I suoi pensieri in quelle solitarie ore buie si concentravano su un’unica persona. Era sempre stato John, il suo John.
Finalmente sembrava che le cose stessero andando per il verso giusto per Sherlock, sarebbe stata una prima volta. Una gran prima volta. Fuori dalle quattro mura della sua stanza, Sherlock sentiva che l’universo gli stava sorridendo, ed era una sensazione straordinaria.
A pochi metri da lui, stava dormendo l’uomo della sua vita, nel suo letto, accanto alla sua bambina. E anche se erano mesi che vivevano così, quella notte tutto cambiava, ogni cosa era straordinariamente diversa, perchè John sapeva.
Non voleva addormentarsi per paura di risvegliarsi in una realtà in cui non aveva trovato il coraggio di baciarlo, in cui non lo aveva abbracciato per strada per consolarlo e nemmeno sul divano del loro salotto. Una realtà in cui John non gli aveva mai confessato di non aver mai amato sua moglie e di essere sempre voluto tornare da lui, che gli era mancato immensamente e che avrebbe potuto baciarlo sin dal giorno in cui si erano conosciuti.
Sherlock ripeteva ogni istante di quella serata nella sua mente come per autoconvincersi che fossero realmente accaduti così come li ricordava: più se li raccontava, più sembravano inventati e macchinosi... Eppure poteva ancora sentire il sapore della bocca di John sulla sua lingua, ed era qualcosa che non poteva essersi inventato. No, non poteva.
E tra questi pensieri, giuse l’alba. Poi l’ora del primo biberón di Diana e Sherlock sentì che John scendeva le scale con Diana che piangeva affamata in braccio: si alzò e gli andò incontro.
Lo vide in vestaglia, leggermente illuminato dal primo pallido sole che entrava dalle finestre della sala, con la faccia assonnata e diana scalpitante tra le braccia: fu un colpo al cuore. Sherlock non potè fare a meno di sorridere e in silenzio gli si avvicinò per prendergli Diana e sussurrare:
“Hai ancora un paio d’ore per riposare prima di andare in laboratorio: torna a letto, io e lei ce la possiamo cavare beneissimo da soli, non è vero Diana? Digli ‘ciao papà’ sh sh sh...” disse prendendola e cullandola un pochino. John la cedette volentieri senza dire nulla e tornò in camera sua.

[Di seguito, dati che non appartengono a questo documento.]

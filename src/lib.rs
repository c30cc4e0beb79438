//! # fair-settlement
//!
//! Vendor cash reconciliation for association fairs.
//!
//! Vendors sell at a fair and every sale is recorded as an operation with
//! a payment method. PIX sales land in the association's account; cash and
//! card sales stay with the vendor. The association retains a commission
//! on everything sold (lower for members), so after the fair one side owes
//! the other. This crate computes that settlement.
//!
//! ## Architecture
//!
//! - **core** — Operations, payment methods, vendors, BRL money, the ledger
//! - **settlement** — Commission table, calculator, fair summary, report
//! - **import** — Bulk JSON import of vendors and operations
//! - **simulation** — Random fair generation

pub mod core;
pub mod import;
pub mod settlement;
pub mod simulation;

/// Convenience re-exports for common usage.
pub mod prelude {
    pub use crate::core::error::{LedgerError, LedgerResult};
    pub use crate::core::ledger::{EventLedger, OperationSource};
    pub use crate::core::money::{format_brl, parse_brl};
    pub use crate::core::operation::Operation;
    pub use crate::core::payment::{Holder, PaymentMethod};
    pub use crate::core::vendor::{EventId, MembershipTier, Vendor, VendorId};
    pub use crate::settlement::calculator::SettlementCalculator;
    pub use crate::settlement::commission::CommissionTable;
    pub use crate::settlement::fair::FairSummary;
    pub use crate::settlement::result::{BalanceStatus, Settlement};
}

Sherlock le preparò il biberón e si sedette sulla poltrona di John per darglielo avvolto in una coperta, guardando il sole alzarsi su Londra.
John lo ridestó mentre si preparava il caffé. Sherlock non disse nulla, rimase a coccolarsi Diana sulla poltrona finché John non disse:
“Allora vado” avvicinandosi con la 24ore in mano “Augurami buona fortuna!” si avvicinò e bació diana sulla testolina
“Non ne hai bisogno” John baciò Sherlock sulla fronte “B-buona giornata.” balbettò inbarazzato mentre John scappava verso la porta, come se nulla fosse. Sherlock sapeva di essere arrossito. Sorrise e si strise la neonata a sé: “Tuo padre si prende gioco di me...”
Al suo ritorno, John trovò Sherlock che suonava il violino alla finestra. Esitò sulla porta: aveva corso a perdifiato per tornare a casa e adesso non riusciva a muovere un passo. Per lui non esisteva immagine più bella che Sherlock in quei pantaloni scuri e la camicia viola che sonava il suo violino illuminato dalla luce del tramonto. Adorava il suono di quel violino... Dio, cosa potevano fare quelle sue mani! Era straordinario.
Sherlock, suonando, si voltò leggermente e lo vide. Gli fece un cenno di saluto con la testa, come un inchino, mentre continuava a suonare. John chiuse la porta e prese dunque a togliersi il cappotto e posare la valigetta e, intanto, l’altro concluse la melodia.
“Straordinario, come sempre.” Commentò John. Sherlock si inchinò, scherzosamente. “Diana?” domandò dunque John, mentre Sherlock posava il violino nella sua custodia.
“Con tua sorella: le ho detto che avevamo un caso. Resta da lei fino a domani pomeriggio.”
“Oh, hai trovato qualcosa di interessante?”
“No, affatto.” Gli sorrise avvicinandosi a lui “Ma possiamo andare in centrale a fare il lavoro di Lestrade al posto suo, oppure...” gli si avvicinò sempre di più e gli accarezzò il viso con una mano avvicinando il proprio naso al suo arrivando a pochi millimetri dalla sua bocca “oppure potremmo fare qualcosa di più interessante...”
“Hai  qualche idea?” sorrise John. Parlavano a 3 o 4 millimietri l’uno dalla bocca dell’altro, i nasi si sfioravano ed entrambi potevano avvertire il respiro dell’altro sulla pelle. Anche Sherlock sorrise:
“Un paio...” dunque John lo baciò, finalmente.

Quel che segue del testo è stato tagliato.